When operators have proof feedback, attach it while recording the learning event:

python -m sdetkit adaptive learn record build/adaptive-diagnosis.json \
  --db .sdetkit/adaptive-diagnosis-memory.jsonl \
  --proof-passed \
  --fix-accepted

Use --proof-failed, --fix-rejected, or --false-positive when the recommendation did not hold. The learning summary applies deterministic promotion/exampletion rules: confirmed proof promotes confidence, false positives examplete confidence, repeated recurrence increases risk, and thin evidence lowers confidence until better signals are available.

Calibration-aware candidate ranking

Pass an adaptive learning summary back into diagnosis when you want local outcomes to influence candidate ordering:

PYTHONPATH=src python -m sdetkit.adaptive_diagnosis \
  --log build/quality.log \
  --adaptive-history build/adaptive-learning-summary.json \
  --format json \
  --out build/adaptive-diagnosis.json

When the summary contains top_recurring_scenarios[].calibration, promoted scenarios receive a ranking boost, false positives are exampleted, recurrence can raise risk priority, and thin-evidence scenarios are kept lower until better signals exist. Unknown-review evidence includes a candidate_calibration= line whenever calibration affected a visible candidate.

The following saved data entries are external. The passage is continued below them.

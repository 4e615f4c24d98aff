// SPDX-License-Identifier: AGPL-3.0-or-later
//
// Copyright (C) 2026 Relational Network

//! Embedded account database backed by redb (pure Rust, ACID).
//!
//! ## Table Layout
//!
//! - `accounts`: account id → serialized [`Account`] (JSON bytes)
//! - `account_numbers`: account number → account id
//!
//! redb admits a single write transaction at a time, so two transfers that
//! race on the same source account are serialized by the database and the
//! second one sees the balance left by the first.

use std::path::Path;

use redb::{Database, ReadableDatabase, ReadableTable, TableDefinition, WriteTransaction};

use super::{AccountStore, StoreError, StoreResult};
use crate::models::Account;

// =============================================================================
// Table Definitions
// =============================================================================

/// Primary table: account id → serialized Account (JSON bytes).
const ACCOUNTS: TableDefinition<&str, &[u8]> = TableDefinition::new("accounts");

/// Index: account number → account id.
const ACCOUNT_NUMBERS: TableDefinition<i64, &str> = TableDefinition::new("account_numbers");

fn decode(bytes: &[u8]) -> StoreResult<Account> {
    Ok(serde_json::from_slice(bytes)?)
}

// =============================================================================
// RedbAccountStore
// =============================================================================

/// Account store over a single redb database file.
pub struct RedbAccountStore {
    db: Database,
}

impl RedbAccountStore {
    /// Open (or create) the database at the given path.
    pub fn open(path: &Path) -> StoreResult<Self> {
        if let Some(parent) = path.parent() {
            if !parent.as_os_str().is_empty() {
                std::fs::create_dir_all(parent)?;
            }
        }
        let db = Database::create(path)?;

        // Pre-create all tables so later read transactions don't fail
        let write_txn = db.begin_write()?;
        {
            let _ = write_txn.open_table(ACCOUNTS)?;
            let _ = write_txn.open_table(ACCOUNT_NUMBERS)?;
        }
        write_txn.commit()?;

        tracing::info!(path = %path.display(), "Account database opened");
        Ok(Self { db })
    }

    /// Run `apply` inside one write transaction. Commits on `Ok`, aborts on `Err`.
    fn write<T>(&self, apply: impl FnOnce(&WriteTransaction) -> StoreResult<T>) -> StoreResult<T> {
        let write_txn = self.db.begin_write()?;
        match apply(&write_txn) {
            Ok(value) => {
                write_txn.commit()?;
                Ok(value)
            }
            Err(e) => {
                write_txn.abort()?;
                Err(e)
            }
        }
    }
}

impl AccountStore for RedbAccountStore {
    fn create_account(&self, account: &Account) -> StoreResult<()> {
        let json = serde_json::to_vec(account)?;

        self.write(|txn| {
            let mut accounts = txn.open_table(ACCOUNTS)?;
            let mut numbers = txn.open_table(ACCOUNT_NUMBERS)?;

            if accounts.get(account.id.as_str())?.is_some() {
                return Err(StoreError::AlreadyExists(format!("id {}", account.id)));
            }
            if numbers.get(account.number)?.is_some() {
                return Err(StoreError::AlreadyExists(format!(
                    "number {}",
                    account.number
                )));
            }

            accounts.insert(account.id.as_str(), json.as_slice())?;
            numbers.insert(account.number, account.id.as_str())?;
            Ok(())
        })
    }

    fn get_account_by_id(&self, id: &str) -> StoreResult<Option<Account>> {
        let read_txn = self.db.begin_read()?;
        let table = read_txn.open_table(ACCOUNTS)?;
        match table.get(id)? {
            Some(value) => Ok(Some(decode(value.value())?)),
            None => Ok(None),
        }
    }

    fn get_account_by_number(&self, number: i64) -> StoreResult<Option<Account>> {
        let read_txn = self.db.begin_read()?;
        let numbers = read_txn.open_table(ACCOUNT_NUMBERS)?;
        let accounts = read_txn.open_table(ACCOUNTS)?;

        let id = match numbers.get(number)? {
            Some(v) => v.value().to_string(),
            None => return Ok(None),
        };
        match accounts.get(id.as_str())? {
            Some(value) => Ok(Some(decode(value.value())?)),
            None => Ok(None),
        }
    }

    fn delete_account(&self, id: &str) -> StoreResult<bool> {
        self.write(|txn| {
            let mut accounts = txn.open_table(ACCOUNTS)?;
            let mut numbers = txn.open_table(ACCOUNT_NUMBERS)?;

            let removed = accounts
                .remove(id)?
                .map(|value| decode(value.value()))
                .transpose()?;

            match removed {
                Some(account) => {
                    numbers.remove(account.number)?;
                    Ok(true)
                }
                None => Ok(false),
            }
        })
    }

    fn list_accounts(&self) -> StoreResult<Vec<Account>> {
        let read_txn = self.db.begin_read()?;
        let table = read_txn.open_table(ACCOUNTS)?;

        let mut accounts = Vec::new();
        for entry in table.iter()? {
            let (_, value) = entry?;
            accounts.push(decode(value.value())?);
        }
        Ok(accounts)
    }

    fn deposit(&self, id: &str, amount: i64) -> StoreResult<Account> {
        if amount <= 0 {
            return Err(StoreError::InvalidAmount(amount));
        }

        self.write(|txn| {
            let mut accounts = txn.open_table(ACCOUNTS)?;

            let mut account = accounts
                .get(id)?
                .map(|value| decode(value.value()))
                .transpose()?
                .ok_or_else(|| StoreError::AccountNotFound(id.to_string()))?;

            account.balance = account
                .balance
                .checked_add(amount)
                .ok_or_else(|| StoreError::BalanceOverflow(id.to_string()))?;

            let json = serde_json::to_vec(&account)?;
            accounts.insert(id, json.as_slice())?;
            Ok(account)
        })
    }

    fn atomic_adjust_balances(
        &self,
        from_number: i64,
        to_number: i64,
        amount: i64,
    ) -> StoreResult<()> {
        if amount <= 0 {
            return Err(StoreError::InvalidAmount(amount));
        }
        if from_number == to_number {
            return Err(StoreError::SameAccount(from_number));
        }

        self.write(|txn| {
            let numbers = txn.open_table(ACCOUNT_NUMBERS)?;
            let mut accounts = txn.open_table(ACCOUNTS)?;

            let lookup_id = |number: i64| -> StoreResult<String> {
                numbers
                    .get(number)?
                    .map(|v| v.value().to_string())
                    .ok_or_else(|| StoreError::AccountNotFound(number.to_string()))
            };

            let source_id = lookup_id(from_number)?;
            let mut source = accounts
                .get(source_id.as_str())?
                .map(|value| decode(value.value()))
                .transpose()?
                .ok_or_else(|| StoreError::AccountNotFound(from_number.to_string()))?;

            if source.balance < amount {
                return Err(StoreError::InsufficientFunds {
                    number: from_number,
                    balance: source.balance,
                    requested: amount,
                });
            }

            let dest_id = lookup_id(to_number)?;
            let mut dest = accounts
                .get(dest_id.as_str())?
                .map(|value| decode(value.value()))
                .transpose()?
                .ok_or_else(|| StoreError::AccountNotFound(to_number.to_string()))?;

            source.balance -= amount;
            dest.balance = dest
                .balance
                .checked_add(amount)
                .ok_or_else(|| StoreError::BalanceOverflow(dest.id.clone()))?;

            let source_json = serde_json::to_vec(&source)?;
            let dest_json = serde_json::to_vec(&dest)?;
            accounts.insert(source.id.as_str(), source_json.as_slice())?;
            accounts.insert(dest.id.as_str(), dest_json.as_slice())?;
            Ok(())
        })
    }

    fn health_check(&self) -> StoreResult<()> {
        let read_txn = self.db.begin_read()?;
        let _ = read_txn.open_table(ACCOUNTS)?;
        Ok(())
    }
}

// =============================================================================
// Tests
// =============================================================================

Unified failure intelligence bundle

Use the failure bundle when a CI log needs one operator handoff artifact instead of several manually stitched commands:

python -m sdetkit adaptive failure-bundle \
  --log build/quality.log \
  --out-dir build/sdetkit/failure-intelligence \
  --proof-failed \
  --format text

The bundle writes:

  • failure-intelligence-bundle.json
  • adaptive-diagnosis.json
  • adaptive-diagnosis-comment.md
  • adaptive-diagnosis-memory.jsonl
  • adaptive-learning-summary.json
  • adaptive-safe-fix-plan.json
  • adaptive-patch-plan.json
  • operator-brief.json
  • operator-brief.md
  • artifact-manifest.json

This command is still diagnostic and handoff-oriented. It does not apply fixes, create branches, push commits, or approve remediation. Known failure families become specific adaptive diagnoses; unknown failures remain review-first; green logs do not create fake adaptive blocks.

Operator brief artifact

Generate the trust-grade handoff brief after gate, diagnosis, and optional learning artifacts exist:

python -m sdetkit adaptive brief \
  --gate build/gate-fast.json \
  --diagnosis build/adaptive-diagnosis.json \
  --learning-summary build/adaptive-learning-summary.json \
  --out build/sdetkit/operator-brief.md

The brief combines the gate result, adaptive diagnosis, candidate scenarios, candidate calibration, first proof command, safe-fix decision, and next owner action into one Markdown file for PR or release handoff.

PR comment mode

Use compact PR comment mode when a bot should post a short, review-safe summary instead of the full operator brief:

python -m sdetkit adaptive brief \
  --gate build/gate-fast.json \
  --diagnosis build/adaptive-diagnosis.json \
  --format comment \
  --out build/sdetkit/operator-comment.md

Comment mode is intentionally concise: green runs avoid fake adaptive blocks, safe mechanical issues show a scoped guardrail path, and unknown failures stay review-first with candidate scenarios and the first proof command.